陸上のセイコー・ゴールデングランプリ(17日、東京・国立競技場)に挑む女子やり投げでパリ五輪金メダルの北口榛花(JAL)が、新体制で再出発を切った理由を明かした。

 昨季は右肘を痛めた影響もあり、世界選手権は無念の予選敗退。2月からは五輪で3度金メダルに輝いたヤン・ゼレズニー氏(チェコ)に指導を仰いでおり、15日の前日会見では「今季の初戦になるので、まだ新しい体制で2~3か月くらいになるが、どんな試合になるかわからないけど、しっかり戦えたら」と展望を語った。

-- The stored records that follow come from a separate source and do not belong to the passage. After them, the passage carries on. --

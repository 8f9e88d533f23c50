use crc32fast::Hasher as Crc32Hasher;

use crate::engine::core::compression::compression_codec::{CompressionCodec, codec_for};
use crate::engine::errors::PartReadError;

/// Header preceding every compressed block of a data file:
/// `[crc32 u32][method u8][compressed_size u32][decompressed_size u32]`.
/// The checksum covers the rest of the header and the payload.
#[derive(Debug, Clone, Copy, PartialEq, Eq)]
pub struct CompressedBlockHeader {
    pub checksum: u32,
    pub method: u8,
    pub compressed_size: u32,
    pub decompressed_size: u32,
}

impl CompressedBlockHeader {
    pub const LEN: usize = 4 + 1 + 4 + 4;

    pub fn parse(buf: &[u8; Self::LEN]) -> Self {
        Self {
            checksum: u32::from_le_bytes([buf[0], buf[1], buf[2], buf[3]]),
            method: buf[4],
            compressed_size: u32::from_le_bytes([buf[5], buf[6], buf[7], buf[8]]),
            decompressed_size: u32::from_le_bytes([buf[9], buf[10], buf[11], buf[12]]),
        }
    }

    fn body_bytes(&self) -> [u8; Self::LEN - 4] {
        let mut out = [0u8; Self::LEN - 4];
        out[0] = self.method;
        out[1..5].copy_from_slice(&self.compressed_size.to_le_bytes());
        out[5..9].copy_from_slice(&self.decompressed_size.to_le_bytes());
        out
    }

    pub fn to_bytes(&self) -> [u8; Self::LEN] {
        let mut out = [0u8; Self::LEN];
        out[0..4].copy_from_slice(&self.checksum.to_le_bytes());
        out[4..].copy_from_slice(&self.body_bytes());
        out
    }

    /// Header plus payload, i.e. the distance to the next block.
    pub fn total_len(&self) -> u64 {
        Self::LEN as u64 + self.compressed_size as u64
    }

    fn compute_checksum(&self, payload: &[u8]) -> u32 {
        let mut hasher = Crc32Hasher::new();
        hasher.update(&self.body_bytes());
        hasher.update(payload);
        hasher.finalize()
    }
}

/// Frames `data` as one compressed block (header + payload).
pub fn compress_block(
    codec: &dyn CompressionCodec,
    data: &[u8],
) -> Result<Vec<u8>, PartReadError> {
    let payload = codec.compress(data)?;
    let mut header = CompressedBlockHeader {
        checksum: 0,
        method: codec.method(),
        compressed_size: payload.len() as u32,
        decompressed_size: data.len() as u32,
    };
    header.checksum = header.compute_checksum(&payload);

    let mut out = Vec::with_capacity(CompressedBlockHeader::LEN + payload.len());
    out.extend_from_slice(&header.to_bytes());
    out.extend_from_slice(&payload);
    Ok(out)
}

/// Verifies the checksum of a block and decompresses its payload.
pub fn decompress_block(
    header: &CompressedBlockHeader,
    payload: &[u8],
) -> Result<Vec<u8>, PartReadError> {
    if payload.len() != header.compressed_size as usize {
        return Err(PartReadError::Corrupted(format!(
            "compressed block truncated: {} of {} bytes",
            payload.len(),
            header.compressed_size
        )));
    }
    let actual = header.compute_checksum(payload);
    if actual != header.checksum {
        return Err(PartReadError::Corrupted(format!(
            "checksum mismatch in compressed block: expected {:08x}, got {:08x}",
            header.checksum, actual
        )));
    }
    let codec = codec_for(header.method)?;
    let data = codec.decompress(payload, header.decompressed_size as usize)?;
    if data.len() != header.decompressed_size as usize {
        return Err(PartReadError::Corrupted(format!(
            "decompressed size mismatch: {} != {}",
            data.len(),
            header.decompressed_size
        )));
    }
    Ok(data)
}
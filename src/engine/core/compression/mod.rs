pub mod block_header;
pub mod compression_codec;

pub use block_header::{CompressedBlockHeader, compress_block, decompress_block};
pub use compression_codec::{
    CompressionCodec, Lz4Codec, METHOD_LZ4, METHOD_NONE, METHOD_ZSTD, NoneCodec, ZstdCodec,
    codec_for,
};
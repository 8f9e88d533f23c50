use std::collections::HashSet;
use std::fmt::Debug;
use std::sync::Arc;

use tracing::warn;

use crate::engine::core::part::data_part::NameAndType;
use crate::engine::errors::ConfigError;
use crate::shared::config::Settings;

/// Told about parts whose files failed to read, so they can be checked.
pub trait BrokenPartReporter: Send + Sync + Debug {
    fn report_broken_part(&self, part_name: &str);
}

/// Table-wide facts a part reader needs from its storage.
#[derive(Debug, Clone)]
pub struct StorageContext {
    pub index_granularity: usize,
    columns: Vec<NameAndType>,
    broken_part_reporter: Option<Arc<dyn BrokenPartReporter>>,
}

impl StorageContext {
    pub fn new(index_granularity: usize, columns: Vec<NameAndType>) -> Self {
        Self {
            index_granularity,
            columns,
            broken_part_reporter: None,
        }
    }

    pub fn from_settings(settings: &Settings, columns: Vec<NameAndType>) -> Self {
        Self::new(settings.storage.index_granularity, columns)
    }

    pub fn with_broken_part_reporter(mut self, reporter: Arc<dyn BrokenPartReporter>) -> Self {
        self.broken_part_reporter = Some(reporter);
        self
    }

    pub fn columns(&self) -> &[NameAndType] {
        &self.columns
    }

    /// Typed columns for `names`, in the given order.
    pub fn resolve_columns<S: AsRef<str>>(
        &self,
        names: &[S],
    ) -> Result<Vec<NameAndType>, ConfigError> {
        let mut seen = HashSet::new();
        names
            .iter()
            .map(|name| {
                let name = name.as_ref();
                if !seen.insert(name) {
                    return Err(ConfigError::DuplicateColumn(name.to_string()));
                }
                self.columns
                    .iter()
                    .find(|c| c.name == name)
                    .cloned()
                    .ok_or_else(|| ConfigError::UnknownColumn(name.to_string()))
            })
            .collect()
    }

    pub fn report_broken_part(&self, part_name: &str) {
        warn!(target: "part_reader::storage", part = part_name, "Reporting broken part");
        if let Some(reporter) = &self.broken_part_reporter {
            reporter.report_broken_part(part_name);
        }
    }
}
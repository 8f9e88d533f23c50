use once_cell::sync::Lazy;
use std::sync::Arc;

use crate::shared::config::model::{CONFIG_ENV_VAR, Settings, load_settings};

/// Engine settings, loaded on first access from the file named by
/// `PART_READER_CONFIG` (default `config.toml`).
pub static CONFIG: Lazy<Arc<Settings>> = Lazy::new(|| match load_settings() {
    Ok(settings) => Arc::new(settings),
    Err(e) => panic!("part_reader configuration (${CONFIG_ENV_VAR}) could not be loaded: {e}"),
});
use std::fs::File;
use std::io::{BufWriter, Write};
use std::path::Path;

use crate::engine::core::compression::{METHOD_LZ4, codec_for, compress_block};
use crate::shared::storage_header::{BinaryHeader, FileKind};

/// Writes a standalone `.bin` file out of explicit decompressed blocks.
pub struct DataFileFactory {
    blocks: Vec<Vec<u8>>,
    method: u8,
}

impl DataFileFactory {
    pub fn new() -> Self {
        Self {
            blocks: Vec::new(),
            method: METHOD_LZ4,
        }
    }

    pub fn with_block(mut self, data: Vec<u8>) -> Self {
        self.blocks.push(data);
        self
    }

    pub fn with_method(mut self, method: u8) -> Self {
        self.method = method;
        self
    }

    /// Blocks of `block_len` bytes whose contents are the running byte index
    /// modulo 251, so any offset can be checked by value.
    pub fn with_patterned_blocks(mut self, count: usize, block_len: usize) -> Self {
        let start = self.blocks.iter().map(Vec::len).sum::<usize>();
        for b in 0..count {
            let base = start + b * block_len;
            self.blocks
                .push((0..block_len).map(|i| ((base + i) % 251) as u8).collect());
        }
        self
    }

    /// Writes the file and returns the compressed offset of every block.
    pub fn create(&self, path: &Path) -> Vec<u64> {
        let codec = codec_for(self.method).expect("known codec");
        let mut out = BufWriter::new(File::create(path).expect("create data file"));
        BinaryHeader::new(FileKind::ColumnData.magic(), 1, 0)
            .write_to(&mut out)
            .expect("write header");

        let mut offset = BinaryHeader::TOTAL_LEN as u64;
        let mut offsets = Vec::with_capacity(self.blocks.len());
        for block in &self.blocks {
            let framed = compress_block(codec, block).expect("compress block");
            out.write_all(&framed).expect("write block");
            offsets.push(offset);
            offset += framed.len() as u64;
        }
        out.flush().expect("flush data file");
        offsets
    }
}

/// Expected byte at decompressed stream position `i` of a patterned file.
pub fn pattern_byte(i: usize) -> u8 {
    (i % 251) as u8
}
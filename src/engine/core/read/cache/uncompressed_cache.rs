use std::sync::Arc;
use std::sync::Mutex;
use std::sync::atomic::{AtomicU64, Ordering};

use lru::LruCache;

use super::cache_keys::UncompressedCacheKey;
use super::cache_stats::CacheStats;
use super::decompressed_block::DecompressedBlock;

/// Shared store of decompressed data blocks. Implementations are internally
/// synchronized; published blocks are immutable.
pub trait UncompressedCache: Send + Sync + std::fmt::Debug {
    fn get(&self, key: &UncompressedCacheKey) -> Option<Arc<DecompressedBlock>>;
    fn put(&self, key: UncompressedCacheKey, block: Arc<DecompressedBlock>);
}

/// Byte-bounded LRU. The underlying `LruCache` is unbounded by count; we keep
/// a byte counter and pop LRU entries until back under capacity.
#[derive(Debug)]
pub struct LruUncompressedCache {
    inner: Mutex<Inner>,
    hits: AtomicU64,
    misses: AtomicU64,
    evictions: AtomicU64,
}

#[derive(Debug)]
struct Inner {
    blocks: LruCache<UncompressedCacheKey, Arc<DecompressedBlock>>,
    current_bytes: usize,
    capacity_bytes: usize,
}

impl LruUncompressedCache {
    pub fn new(capacity_bytes: usize) -> Self {
        Self {
            inner: Mutex::new(Inner {
                blocks: LruCache::unbounded(),
                current_bytes: 0,
                capacity_bytes,
            }),
            hits: AtomicU64::new(0),
            misses: AtomicU64::new(0),
            evictions: AtomicU64::new(0),
        }
    }

    pub fn stats(&self) -> CacheStats {
        let guard = self.inner.lock().unwrap_or_else(|p| p.into_inner());
        CacheStats {
            hits: self.hits.load(Ordering::Relaxed),
            misses: self.misses.load(Ordering::Relaxed),
            evictions: self.evictions.load(Ordering::Relaxed),
            current_weight: guard.current_bytes,
            capacity: guard.capacity_bytes,
        }
    }

    pub fn resize_bytes(&self, capacity_bytes: usize) {
        let mut guard = self.inner.lock().unwrap_or_else(|p| p.into_inner());
        guard.capacity_bytes = capacity_bytes;
        self.evict_until_within_cap(&mut guard);
    }

    fn evict_until_within_cap(&self, inner: &mut Inner) {
        while inner.current_bytes > inner.capacity_bytes {
            match inner.blocks.pop_lru() {
                Some((_k, v)) => {
                    inner.current_bytes -= v.len();
                    self.evictions.fetch_add(1, Ordering::Relaxed);
                }
                None => break,
            }
        }
    }
}

impl UncompressedCache for LruUncompressedCache {
    fn get(&self, key: &UncompressedCacheKey) -> Option<Arc<DecompressedBlock>> {
        let mut guard = self.inner.lock().unwrap_or_else(|p| p.into_inner());
        match guard.blocks.get(key) {
            Some(block) => {
                self.hits.fetch_add(1, Ordering::Relaxed);
                Some(Arc::clone(block))
            }
            None => {
                self.misses.fetch_add(1, Ordering::Relaxed);
                None
            }
        }
    }

    fn put(&self, key: UncompressedCacheKey, block: Arc<DecompressedBlock>) {
        let mut guard = self.inner.lock().unwrap_or_else(|p| p.into_inner());
        let size = block.len();
        if let Some(prev) = guard.blocks.put(key, block) {
            guard.current_bytes -= prev.len();
        }
        guard.current_bytes += size;
        self.evict_until_within_cap(&mut guard);
    }
}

 ゼレズニー氏とはお互いの意見をすり合わせる作業から始めたという。「コーチがどういうふうに思っているのか、どういうふうにしたいのかを知りたくて、そこに忠実にトライした」と明かした上で「私が去年の世界選手権で良くない結果というのも含めて、失敗してもそれが終わりじゃない、また次さらに良くなるためにどう頑張るべきかを言ってくれるので、いろんなことを吸収したい」と高みを見据えた。

 現在はSNSに投てき練習の動画を意図的に上げていないという。「間違い探し的な感じで楽しんでくれたら。どういう結果になるかわからないが、まずは初めての試合になるので、今まで取り組んできた変化を信じて投げていきたい」とニヤリ。新たな一歩を踏み出した五輪女王の進化に注目だ。